Once the line containing "the logical id" is found, copy that line and all remaining lines of the records exactly, including the last one, and add nothing.

START Materials provided

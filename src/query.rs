//! Query execution and result serialization

use crate::{Result, ServerError};
use serde::{Deserialize, Serialize};
use serde_json::{Map, Value};
use sqlx::mysql::{MySql, MySqlArguments, MySqlColumn, MySqlPool, MySqlRow};
use sqlx::query::Query;
use sqlx::types::chrono;
use sqlx::{Column, Row, TypeInfo, ValueRef};
use std::time::Instant;
use tracing::{debug, info};

/// A single SQL statement with optional positional parameters
#[derive(Debug, Clone, Serialize, Deserialize)]
pub struct QueryRequest {
    /// SQL statement with `?` placeholders
    pub sql: String,
    /// Positional parameter values, bound in order
    pub params: Option<Vec<Value>>,
}

impl QueryRequest {
    /// Extract a query request from a tool argument bag
    pub fn from_args(args: &Value) -> Result<Self> {
        let sql = args
            .get("sql")
            .and_then(|v| v.as_str())
            .ok_or_else(|| ServerError::invalid_params("Missing required parameter: sql"))?
            .to_string();

        let params = match args.get("params") {
            None | Some(Value::Null) => None,
            Some(Value::Array(items)) => Some(items.clone()),
            Some(_) => {
                return Err(ServerError::invalid_params(
                    "Parameter 'params' must be an array",
                ));
            }
        };

        Ok(Self { sql, params })
    }
}

/// Result of executing a statement
#[derive(Debug, Serialize, PartialEq)]
#[serde(untagged)]
pub enum QueryOutcome {
    /// Rows from a row-returning statement, keyed by column name
    Rows(Vec<Map<String, Value>>),
    /// Summary of a data-modifying statement
    Write {
        affected_rows: u64,
        last_insert_id: u64,
    },
}

impl QueryOutcome {
    /// Serialize the outcome as pretty-printed JSON text
    pub fn to_text(&self) -> Result<String> {
        serde_json::to_string_pretty(self)
            .map_err(|e| ServerError::serialization_error(e, "query result"))
    }
}

/// Execute a statement against the pool through sqlx's bind path
///
/// Parameter values are bound positionally and never concatenated into the
/// SQL text.
pub async fn execute(pool: &MySqlPool, request: &QueryRequest) -> Result<QueryOutcome> {
    let sql = request.sql.trim();
    if sql.is_empty() {
        return Err(ServerError::invalid_params("SQL statement cannot be empty"));
    }

    let params = request.params.as_deref().unwrap_or(&[]);

    info!("Executing SQL statement: {}", sql);
    debug!("Statement parameters: {:?}", params);
    let started = Instant::now();

    let outcome = if returns_rows(sql) {
        let rows = bind_parameters(sqlx::query(sql), params)
            .fetch_all(pool)
            .await
            .map_err(|e| ServerError::query_failed(sql, e))?;

        let mut objects = Vec::with_capacity(rows.len());
        for row in &rows {
            objects.push(row_to_object(row)?);
        }
        QueryOutcome::Rows(objects)
    } else {
        let result = bind_parameters(sqlx::query(sql), params)
            .execute(pool)
            .await
            .map_err(|e| ServerError::query_failed(sql, e))?;

        QueryOutcome::Write {
            affected_rows: result.rows_affected(),
            last_insert_id: result.last_insert_id(),
        }
    };

    info!("Statement completed in {}ms", started.elapsed().as_millis());
    Ok(outcome)
}

/// Run a fixed introspection statement for the catalog tools
///
/// Unlike [`execute`], failures here are server-side errors rather than
/// bad caller input.
pub async fn fetch_introspection(
    pool: &MySqlPool,
    operation: &str,
    sql: &str,
) -> Result<QueryOutcome> {
    debug!("Running introspection statement for {}: {}", operation, sql);

    let rows = sqlx::query(sql)
        .fetch_all(pool)
        .await
        .map_err(|e| ServerError::introspection_failed(operation, e))?;

    let mut objects = Vec::with_capacity(rows.len());
    for row in &rows {
        objects.push(row_to_object(row)?);
    }
    Ok(QueryOutcome::Rows(objects))
}

/// Check whether a statement produces a result set
pub fn returns_rows(sql: &str) -> bool {
    let keyword = sql
        .trim_start()
        .split_whitespace()
        .next()
        .unwrap_or("")
        .to_uppercase();

    matches!(
        keyword.as_str(),
        "SELECT" | "SHOW" | "DESCRIBE" | "DESC" | "EXPLAIN" | "WITH"
    )
}

/// Bind positional JSON parameter values onto a query
fn bind_parameters<'q>(
    mut query: Query<'q, MySql, MySqlArguments>,
    params: &[Value],
) -> Query<'q, MySql, MySqlArguments> {
    for value in params {
        query = match value {
            Value::Null => query.bind(None::<String>),
            Value::Bool(b) => query.bind(*b),
            Value::Number(n) => {
                if let Some(i) = n.as_i64() {
                    query.bind(i)
                } else if let Some(u) = n.as_u64() {
                    query.bind(u)
                } else {
                    query.bind(n.as_f64().unwrap_or_default())
                }
            }
            Value::String(s) => query.bind(s.clone()),
            // Arrays and objects travel as their JSON text
            other => query.bind(other.to_string()),
        };
    }
    query
}

/// Convert a result row to a JSON object keyed by column name
fn row_to_object(row: &MySqlRow) -> Result<Map<String, Value>> {
    let mut object = Map::new();

    for (index, column) in row.columns().iter().enumerate() {
        let value = column_value(row, index, column).map_err(|e| {
            ServerError::internal(format!(
                "Failed to decode column '{}': {}",
                column.name(),
                e
            ))
        })?;
        object.insert(column.name().to_string(), value);
    }

    Ok(object)
}

/// Decode a single column value into JSON based on its MySQL type name
fn column_value(
    row: &MySqlRow,
    index: usize,
    column: &MySqlColumn,
) -> std::result::Result<Value, sqlx::Error> {
    if row.try_get_raw(index)?.is_null() {
        return Ok(Value::Null);
    }

    let value = match column.type_info().name() {
        "TINYINT" => Value::from(row.try_get::<i8, _>(index)?),
        "SMALLINT" => Value::from(row.try_get::<i16, _>(index)?),
        "MEDIUMINT" | "INT" => Value::from(row.try_get::<i32, _>(index)?),
        "BIGINT" => Value::from(row.try_get::<i64, _>(index)?),

        "TINYINT UNSIGNED" => Value::from(row.try_get::<u8, _>(index)?),
        "SMALLINT UNSIGNED" => Value::from(row.try_get::<u16, _>(index)?),
        "MEDIUMINT UNSIGNED" | "INT UNSIGNED" => Value::from(row.try_get::<u32, _>(index)?),
        "BIGINT UNSIGNED" => {
            let val: u64 = row.try_get(index)?;
            // JSON numbers cap at i64 range; larger values travel as strings
            if val > i64::MAX as u64 {
                Value::String(val.to_string())
            } else {
                Value::from(val)
            }
        }

        "FLOAT" => json_number(f64::from(row.try_get::<f32, _>(index)?)),
        "DOUBLE" => json_number(row.try_get::<f64, _>(index)?),

        // Kept as strings to preserve precision
        "DECIMAL" | "NUMERIC" => match row.try_get::<String, _>(index) {
            Ok(text) => Value::String(text),
            Err(_) => json_number(row.try_get::<f64, _>(index)?),
        },

        "BOOLEAN" | "BOOL" => Value::Bool(row.try_get(index)?),

        "CHAR" | "VARCHAR" | "TEXT" | "TINYTEXT" | "MEDIUMTEXT" | "LONGTEXT" | "ENUM"
        | "SET" => Value::String(row.try_get(index)?),

        "BINARY" | "VARBINARY" | "BLOB" | "TINYBLOB" | "MEDIUMBLOB" | "LONGBLOB" => {
            use base64::{engine::general_purpose, Engine as _};
            let bytes: Vec<u8> = row.try_get(index)?;
            Value::String(general_purpose::STANDARD.encode(bytes))
        }

        "DATE" => Value::String(row.try_get::<chrono::NaiveDate, _>(index)?.to_string()),
        "TIME" => Value::String(row.try_get::<chrono::NaiveTime, _>(index)?.to_string()),
        "DATETIME" | "TIMESTAMP" => {
            Value::String(row.try_get::<chrono::NaiveDateTime, _>(index)?.to_string())
        }

        "JSON" => row.try_get::<Value, _>(index)?,
        "UUID" => Value::String(row.try_get::<sqlx::types::Uuid, _>(index)?.to_string()),

        other => {
            debug!("Unhandled MySQL type '{}', decoding as string", other);
            match row.try_get::<String, _>(index) {
                Ok(text) => Value::String(text),
                Err(_) => Value::Null,
            }
        }
    };

    Ok(value)
}

fn json_number(val: f64) -> Value {
    serde_json::Number::from_f64(val)
        .map(Value::Number)
        .unwrap_or_else(|| Value::String(val.to_string()))
}

#[cfg(test)]
mod tests {
    use super::*;
    use proptest::prelude::*;
    use serde_json::json;

    #[test]
    fn test_returns_rows_classification() {
        assert!(returns_rows("SELECT * FROM users"));
        assert!(returns_rows("  select 1"));
        assert!(returns_rows("SHOW TABLES"));
        assert!(returns_rows("DESCRIBE `users`"));
        assert!(returns_rows("desc users"));
        assert!(returns_rows("EXPLAIN SELECT 1"));
        assert!(returns_rows("WITH t AS (SELECT 1) SELECT * FROM t"));

        assert!(!returns_rows("INSERT INTO users VALUES (1)"));
        assert!(!returns_rows("UPDATE users SET name = ?"));
        assert!(!returns_rows("DELETE FROM users"));
        assert!(!returns_rows("CREATE TABLE t (id INT)"));
        assert!(!returns_rows(""));
    }

    #[test]
    fn test_from_args_requires_sql() {
        let result = QueryRequest::from_args(&json!({ "params": [] }));
        assert!(matches!(result, Err(ServerError::InvalidParams { .. })));

        let result = QueryRequest::from_args(&json!({ "sql": 42 }));
        assert!(matches!(result, Err(ServerError::InvalidParams { .. })));
    }

    #[test]
    fn test_from_args_keeps_sql_and_params_verbatim() {
        let request = QueryRequest::from_args(&json!({
            "sql": "SELECT * FROM t WHERE id = ?",
            "params": ["5; DROP TABLE t"]
        }))
        .unwrap();

        // The statement text never absorbs parameter values
        assert_eq!(request.sql, "SELECT * FROM t WHERE id = ?");
        assert_eq!(request.params, Some(vec![json!("5; DROP TABLE t")]));
    }

    #[test]
    fn test_from_args_rejects_non_array_params() {
        let result = QueryRequest::from_args(&json!({
            "sql": "SELECT 1",
            "params": "oops"
        }));
        assert!(matches!(result, Err(ServerError::InvalidParams { .. })));
    }

    #[test]
    fn test_from_args_accepts_null_params() {
        let request = QueryRequest::from_args(&json!({
            "sql": "SELECT 1",
            "params": null
        }))
        .unwrap();
        assert!(request.params.is_none());
    }

    #[test]
    fn test_rows_outcome_serializes_as_array() {
        let mut row = Map::new();
        row.insert("id".to_string(), json!(1));
        row.insert("name".to_string(), json!("alice"));

        let text = QueryOutcome::Rows(vec![row]).to_text().unwrap();
        let parsed: Value = serde_json::from_str(&text).unwrap();

        assert_eq!(parsed[0]["id"], json!(1));
        assert_eq!(parsed[0]["name"], json!("alice"));
    }

    #[test]
    fn test_write_outcome_serializes_summary() {
        let text = QueryOutcome::Write {
            affected_rows: 3,
            last_insert_id: 42,
        }
        .to_text()
        .unwrap();
        let parsed: Value = serde_json::from_str(&text).unwrap();

        assert_eq!(parsed["affected_rows"], json!(3));
        assert_eq!(parsed["last_insert_id"], json!(42));
    }

    proptest! {
        #[test]
        fn test_returns_rows_ignores_case_and_whitespace(
            spaces in "[ \t\n]{0,5}",
            keyword in "(?i:select|show|describe|explain)",
            rest in "[a-z0-9 *]{0,30}"
        ) {
            let sql = format!("{}{} {}", spaces, keyword, rest);
            prop_assert!(returns_rows(&sql));
        }

        #[test]
        fn test_request_roundtrip(
            sql in "[a-zA-Z0-9 =?*]{1,60}",
            params in prop::collection::vec(
                prop_oneof![
                    Just(Value::Null),
                    any::<bool>().prop_map(Value::Bool),
                    any::<i64>().prop_map(|n| Value::Number(n.into())),
                    "[a-zA-Z0-9;'\" -]{0,20}".prop_map(Value::String),
                ],
                0..5
            )
        ) {
            let request = QueryRequest { sql: sql.clone(), params: Some(params.clone()) };
            let serialized = serde_json::to_value(&request).unwrap();
            let parsed = QueryRequest::from_args(&serialized).unwrap();

            prop_assert_eq!(parsed.sql, sql);
            prop_assert_eq!(parsed.params, Some(params));
        }
    }
}
/// Human-readable connection target for success messages
fn connection_summary(settings: &ConnectionSettings) -> String {
    match &settings.database {
        Some(db) => format!(
            "MySQL at {}:{}, database '{}'",
            settings.host, settings.port, db
        ),
        None => format!("MySQL at {}:{}", settings.host, settings.port),
    }
}
// src/ecs/system.rs

use crate::protocol::{Identity, ModuleId};

/// A behaviour module that reads and writes component tables.
///
/// Systems here are driven by caller commands rather than a frame loop, so the
/// trait only carries what the registry needs to wire one in: the logical id
/// it is registered under and the address that receives write access.
pub trait System {
    fn id(&self) -> ModuleId;

    fn address(&self) -> Identity;
}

END Materials provided

● **Output of the exercise**:
/// trait only carries what the registry needs to wire one in: the logical id
/// it is registered under and the address that receives write access.
pub trait System {
    fn id(&self) -> ModuleId;

    fn address(&self) -> Identity;
}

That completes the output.